As the news came in that FDIC would be taking over and covering the depositors, the USDC started moving upwards and was trading close to 90 cents on Saturday. Traders started betting big on the recovery, buying USDC cheaper with the potential of a 10% return as the stablecoin regains its peg.
Decentralized exchanges (DEX) such as Uniswap and Curve recorded all-time-high high trading volumes over the weekend as traders exchanged token holdings, especially USDC.
Over $12 billion in trading volume was processed on Uniswap over a 24-hour period from Saturday to Sunday. DEXs leverage smart contracts instead of intermediaries for providing financial services such as trading, lending, or borrowing to users. Curve, a stablecoin swapping tool, also recorded nearly $8 billion in trading volume.
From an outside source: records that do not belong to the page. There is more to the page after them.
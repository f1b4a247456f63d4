//! Error types for filter compilation and query execution

use thiserror::Error;

use crate::parser::ParseError;
use crate::storage::StoreError;
use crate::value::FieldType;

/// A filter or order string references something the catalog does not allow.
#[derive(Debug, Clone, Error, PartialEq, Eq)]
pub enum SchemaError {
    #[error("unknown entity type '{0}'")]
    UnknownEntity(String),

    #[error("'{field}' is not a field of {entity}")]
    UnknownField { entity: String, field: String },

    #[error("'{relation}' is not a relationship of {entity}")]
    NotARelationship { entity: String, relation: String },

    #[error("{aggregator} cannot be used with {kind} relationship '{relation}' of {entity}")]
    RelationshipKind {
        entity: String,
        relation: String,
        aggregator: &'static str,
        kind: &'static str,
    },

    #[error("'{literal}' is not a valid {expected} value for '{field}'")]
    InvalidLiteral {
        field: String,
        literal: String,
        expected: FieldType,
    },

    #[error("invalid catalog: {0}")]
    InvalidCatalog(String),
}

/// A filter or order string references a denied field name.
#[derive(Debug, Clone, Error, PartialEq, Eq)]
#[error("access to field '{field}' is not allowed")]
pub struct SecurityError {
    pub field: String,
}

/// Errors surfaced by `paginate` and `items_count`.
#[derive(Debug, Clone, Error)]
pub enum QueryError {
    #[error(transparent)]
    Schema(#[from] SchemaError),

    #[error(transparent)]
    Security(#[from] SecurityError),

    /// Only produced by strict parsing; the lenient path skips bad clauses.
    #[error("malformed filter: {0}")]
    Parse(#[from] ParseError),

    #[error(transparent)]
    Store(#[from] StoreError),
}

impl QueryError {
    /// True when the caller supplied bad input (4xx-equivalent); false for
    /// backend failures (5xx-equivalent).
    pub fn is_client_error(&self) -> bool {
        !matches!(self, QueryError::Store(_))
    }

    /// The offending field name for schema and security rejections.
    pub fn field(&self) -> Option<&str> {
        match self {
            QueryError::Security(e) => Some(&e.field),
            QueryError::Schema(SchemaError::UnknownField { field, .. })
            | QueryError::Schema(SchemaError::InvalidLiteral { field, .. }) => Some(field),
            QueryError::Schema(SchemaError::NotARelationship { relation, .. })
            | QueryError::Schema(SchemaError::RelationshipKind { relation, .. }) => Some(relation),
            _ => None,
        }
    }
}

/// Result type for query operations
pub type QueryResult<T> = Result<T, QueryError>;
// RasterGL
// copyright zipxing@hotmail.com 2022~2025

//! RasterContext owns the canvas and its GPU context, and is the arena every
//! texture and processing node lives in. Textures and nodes are addressed by
//! `TextureId` / `NodeId`; nothing holds a pointer back to the context.
//!
//! GPU resources are only released through `free_texture`, `Node::free`
//! or the bulk `free`. Dropping the context does not touch the GPU.

use crate::{
    canvas::Canvas,
    error::{RasterError, Result},
    gl::{
        texture_unit::{TextureUnitAllocator, UPLOAD_UNIT},
        Filter, GlBackend, TexelFormat,
    },
    image_io::{decode_image, ImageFetcher},
    node::{Node, NodeId, NodeOptions, ProcessingNode},
    texture::{flip_rows, BitDepth, Texture, TextureId, TextureOptions},
};
use log::{debug, info};
use serde::{Deserialize, Serialize};

pub const DEFAULT_WIDTH: u32 = 512;
pub const DEFAULT_HEIGHT: u32 = 512;

#[derive(Debug, Clone, Copy, PartialEq, Eq, Serialize, Deserialize)]
#[serde(default)]
pub struct RasterContextOptions {
    pub width: u32,
    pub height: u32,
}

impl Default for RasterContextOptions {
    fn default() -> Self {
        Self {
            width: DEFAULT_WIDTH,
            height: DEFAULT_HEIGHT,
        }
    }
}

/// What the GPU currently has bound, as far as this context knows.
pub(crate) struct GlState<G: GlBackend> {
    pub program: Option<G::Program>,
    // None: unknown
    pub target: Option<Option<G::Framebuffer>>,
    pub viewport: Option<[i32; 4]>,
}

impl<G: GlBackend> GlState<G> {
    fn new() -> Self {
        Self {
            program: None,
            target: None,
            viewport: None,
        }
    }

    pub fn use_program(&mut self, gl: &G, program: Option<G::Program>) {
        if self.program != program {
            gl.use_program(program);
            self.program = program;
        }
    }

    pub fn bind_target(&mut self, gl: &G, framebuffer: Option<G::Framebuffer>) {
        gl.bind_framebuffer(framebuffer);
        self.target = Some(framebuffer);
    }

    pub fn is_bound(&self, framebuffer: Option<G::Framebuffer>) -> bool {
        self.target == Some(framebuffer)
    }

    pub fn viewport(&mut self, gl: &G, width: u32, height: u32) {
        let vp = [0, 0, width as i32, height as i32];
        if self.viewport != Some(vp) {
            gl.viewport(vp[0], vp[1], vp[2], vp[3]);
            self.viewport = Some(vp);
        }
    }
}

pub struct RasterContext<C: Canvas> {
    pub(crate) canvas: C,
    pub(crate) gl: C::Gl,
    width: u32,
    height: u32,
    pub(crate) units: TextureUnitAllocator,
    pub(crate) textures: Vec<Texture<C::Gl>>,
    pub(crate) nodes: Vec<ProcessingNode<C::Gl>>,
    pub(crate) state: GlState<C::Gl>,
    // node whose frame the canvas holds
    pub(crate) canvas_owner: Option<NodeId>,
}

/// Allocate and fill a texture through the scratch unit, and register it.
#[allow(clippy::too_many_arguments)]
pub(crate) fn create_texture<G: GlBackend>(
    gl: &G,
    textures: &mut Vec<Texture<G>>,
    width: u32,
    height: u32,
    format: TexelFormat,
    pixels: Option<&[u8]>,
    filter: Filter,
    bit_depth: BitDepth,
) -> Result<TextureId> {
    let texture = gl.create_texture().map_err(RasterError::Gl)?;
    gl.active_texture(UPLOAD_UNIT);
    gl.bind_texture(Some(texture));
    gl.set_unpack_alignment(format.unpack_alignment());
    gl.tex_image_2d(width, height, format, pixels);
    gl.set_texture_sampling(filter);
    gl.bind_texture(None);
    let id = TextureId(textures.len());
    textures.push(Texture::new(texture, width, height, bit_depth));
    debug!("{} allocated {}x{} {:?}", id, width, height, format);
    Ok(id)
}

impl<C: Canvas> RasterContext<C> {
    pub fn new(mut canvas: C, options: RasterContextOptions) -> Result<Self> {
        canvas.set_size(options.width, options.height);
        let gl = canvas.context()?;
        info!(
            "raster context {}x{} (offscreen: {})",
            options.width,
            options.height,
            canvas.is_offscreen()
        );
        Ok(Self {
            canvas,
            gl,
            width: options.width,
            height: options.height,
            units: TextureUnitAllocator::new(),
            textures: vec![],
            nodes: vec![],
            state: GlState::new(),
            canvas_owner: None,
        })
    }

    pub fn width(&self) -> u32 {
        self.width
    }

    pub fn height(&self) -> u32 {
        self.height
    }

    pub fn is_offscreen(&self) -> bool {
        self.canvas.is_offscreen()
    }

    pub fn canvas(&self) -> &C {
        &self.canvas
    }

    pub fn gl(&self) -> &C::Gl {
        &self.gl
    }

    pub fn texture_units(&self) -> &TextureUnitAllocator {
        &self.units
    }

    pub fn texture(&self, id: TextureId) -> Result<&Texture<C::Gl>> {
        self.textures
            .get(id.0)
            .ok_or_else(|| RasterError::UnknownHandle(id.to_string()))
    }

    /// every texture ever registered, freed ones included
    pub fn textures(&self) -> impl Iterator<Item = (TextureId, &Texture<C::Gl>)> {
        self.textures.iter().enumerate().map(|(i, t)| (TextureId(i), t))
    }

    /// ids of nodes that have not been freed
    pub fn node_ids(&self) -> Vec<NodeId> {
        self.nodes
            .iter()
            .enumerate()
            .filter(|(_, n)| !n.is_freed())
            .map(|(i, _)| NodeId(i))
            .collect()
    }

    /// `fromData`: tightly packed RGB or RGBA bytes, first row on top.
    pub fn texture_from_data(
        &mut self,
        data: &[u8],
        width: u32,
        height: u32,
        options: TextureOptions,
    ) -> Result<TextureId> {
        if width == 0 || height == 0 {
            return Err(RasterError::InvalidImage { width, height });
        }
        let pixels = width as usize * height as usize;
        let format = match data.len() {
            n if n == pixels * 3 => TexelFormat::Rgb8,
            n if n == pixels * 4 => TexelFormat::Rgba8,
            len => {
                return Err(RasterError::InvalidPixelLayout { len, width, height });
            }
        };
        self.upload(data, width, height, format, options)
    }

    /// `fromImageSource`
    pub fn texture_from_image(
        &mut self,
        image: &image::RgbaImage,
        options: TextureOptions,
    ) -> Result<TextureId> {
        let (width, height) = image.dimensions();
        if width == 0 || height == 0 {
            return Err(RasterError::InvalidImage { width, height });
        }
        self.upload(image.as_raw(), width, height, TexelFormat::Rgba8, options)
    }

    /// `fromURL`: fetch, decode, upload.
    pub fn texture_from_url(
        &mut self,
        url: &str,
        fetcher: &dyn ImageFetcher,
        options: TextureOptions,
    ) -> Result<TextureId> {
        let bytes = fetcher.fetch(url)?;
        let image = decode_image(&bytes)?;
        self.texture_from_image(&image, options)
    }

    fn upload(
        &mut self,
        data: &[u8],
        width: u32,
        height: u32,
        format: TexelFormat,
        options: TextureOptions,
    ) -> Result<TextureId> {
        let filter = if options.bilinear {
            Filter::Linear
        } else {
            Filter::Nearest
        };
        if options.vertical_flip {
            let mut rows = data.to_vec();
            flip_rows(&mut rows, width as usize * format.bytes_per_pixel());
            create_texture(&self.gl, &mut self.textures, width, height, format, Some(&rows), filter, BitDepth::Eight)
        } else {
            create_texture(&self.gl, &mut self.textures, width, height, format, Some(data), filter, BitDepth::Eight)
        }
    }

    /// Idempotent; later access to the texture fails with `UseAfterFree`.
    pub fn free_texture(&mut self, id: TextureId) -> Result<()> {
        let texture = self
            .textures
            .get_mut(id.0)
            .ok_or_else(|| RasterError::UnknownHandle(id.to_string()))?;
        texture.free(&self.gl, &mut self.units);
        Ok(())
    }

    pub fn create_node(&mut self, options: NodeOptions) -> Result<NodeId> {
        if options.uint32 && !options.render_to_texture {
            return Err(RasterError::InvalidConfiguration(
                "a node can only output uint32 when rendering to texture".to_string(),
            ));
        }
        let width = options.width.unwrap_or(self.width);
        let height = options.height.unwrap_or(self.height);
        if width == 0 || height == 0 {
            return Err(RasterError::InvalidConfiguration(format!(
                "node output size {}x{}",
                width, height
            )));
        }
        let id = NodeId(self.nodes.len());
        self.nodes.push(ProcessingNode::new(&options, width, height));
        if !options.render_to_texture {
            let (w, h) = scaled_size(width, height, self.canvas.pixel_ratio());
            self.canvas.set_size(w, h);
        }
        debug!("{} created {}x{}", id, width, height);
        Ok(id)
    }

    /// Handle to a live node.
    pub fn node(&mut self, id: NodeId) -> Result<Node<'_, C>> {
        match self.nodes.get(id.0) {
            None => Err(RasterError::UnknownHandle(id.to_string())),
            Some(n) if n.is_freed() => Err(RasterError::UseAfterFree(id.to_string())),
            Some(_) => Ok(Node::new(self, id)),
        }
    }

    /// Release every GPU resource: nodes first, then textures.
    pub fn free(&mut self) {
        for id in self.node_ids() {
            if let Ok(node) = self.node(id) {
                node.free();
            }
        }
        for texture in self.textures.iter_mut() {
            texture.free(&self.gl, &mut self.units);
        }
        self.state.use_program(&self.gl, None);
        info!("raster context freed");
    }
}

/// drawing buffer size for a logical size
pub(crate) fn scaled_size(width: u32, height: u32, pixel_ratio: f64) -> (u32, u32) {
    (
        (width as f64 * pixel_ratio).round() as u32,
        (height as f64 * pixel_ratio).round() as u32,
    )
}
// RasterGL
// copyright zipxing@hotmail.com 2022~2025

fn main() {
    use cfg_aliases::cfg_aliases;

    cfg_aliases! {
        // 平台别名
        wasm: { target_arch = "wasm32" },
        native: { not(wasm) },

        // http image fetcher only on native
        http_fetch: { all(native, feature = "http") },
        file_log: { all(native, feature = "log4rs") },
    }
}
The broader crypto market rallied on Monday as regulators stepped in. The Bitcoin price rose on account of the rescue plan by FDIC, rising by more than 4% on Saturday. The growth in the market can also be attributed to inflation easing in the U.S. as the CPI report indicated that inflation held steady in February 2023. Easing inflation is good news for the economy as it could result in the Federal Reserve slowing interest rate hikes. Bitcoin is currently trading above $24,000, and USDC is trading close to $1. The crypto market cap has regained the $1 trillion mark and the altcoins are also trading upwards.